| TASK PROMPT |
Every line in the entries that holds "Conflict" should be identified and copied.

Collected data
▬▬▬

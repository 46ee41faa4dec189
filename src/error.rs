//! Error handling for the shelf keeper

use axum::{
    http::StatusCode,
    response::{IntoResponse, Response},
    Json,
};
use serde_json::json;

/// Result type alias
pub type Result<T> = std::result::Result<T, Error>;

/// Error types
#[derive(Debug, thiserror::Error)]
pub enum Error {
    /// Not found
    #[error("Not found: {0}")]
    NotFound(String),

    /// Validation error
    #[error("Validation error: {0}")]
    Validation(String),

    /// Conflict (duplicate)
    #[error("Conflict: {0}")]
    Conflict(String),

    /// QR vision service failure
    #[error("Detector error: {0}")]
    Detector(String),

    /// Work abandoned because the owner is shutting down
    #[error("Cancelled: {0}")]
    Cancelled(String),

    /// QR image encoding failure
    #[error("QR encode error: {0}")]
    QrEncode(String),

    /// Config error
    #[error("Config error: {0}")]
    Config(String),

    /// Serialization error
    #[error("Serialization error: {0}")]
    Serialization(#[from] serde_json::Error),

    /// HTTP client error
    #[error("HTTP error: {0}")]
    Http(#[from] reqwest::Error),

    /// IO error
    #[error("IO error: {0}")]
    Io(#[from] std::io::Error),
}

impl IntoResponse for Error {
    fn into_response(self) -> Response {
        let (status, error_code, message) = match &self {
            Error::NotFound(msg) => (StatusCode::NOT_FOUND, "NOT_FOUND", msg.clone()),
            Error::Validation(msg) => (StatusCode::BAD_REQUEST, "VALIDATION_ERROR", msg.clone()),
            Error::Conflict(msg) => (StatusCode::CONFLICT, "CONFLICT", msg.clone()),
            Error::Detector(msg) => (StatusCode::BAD_GATEWAY, "DETECTOR_ERROR", msg.clone()),
            Error::Cancelled(msg) => (
                StatusCode::SERVICE_UNAVAILABLE,
                "CANCELLED",
                msg.clone(),
            ),
            Error::QrEncode(msg) => (
                StatusCode::INTERNAL_SERVER_ERROR,
                "QR_ENCODE_ERROR",
                msg.clone(),
            ),
            Error::Config(msg) => (
                StatusCode::INTERNAL_SERVER_ERROR,
                "CONFIG_ERROR",
                msg.clone(),
            ),
            Error::Serialization(e) => (
                StatusCode::INTERNAL_SERVER_ERROR,
                "SERIALIZATION_ERROR",
                e.to_string(),
            ),
            Error::Http(e) => (StatusCode::BAD_GATEWAY, "HTTP_ERROR", e.to_string()),
            Error::Io(e) => (
                StatusCode::INTERNAL_SERVER_ERROR,
                "IO_ERROR",
                e.to_string(),
            ),
        };

        tracing::error!(
            status = %status,
            error_code = %error_code,
            message = %message,
            "Request error"
        );

        let body = Json(json!({
            "error_code": error_code,
            "message": message
        }));

        (status, body).into_response()
    }
}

▬▬▬

| TASK RESPONSE |
    /// Conflict (duplicate)
    #[error("Conflict: {0}")]
    Conflict(String),
            Error::Conflict(msg) => (StatusCode::CONFLICT, "CONFLICT", msg.clone()),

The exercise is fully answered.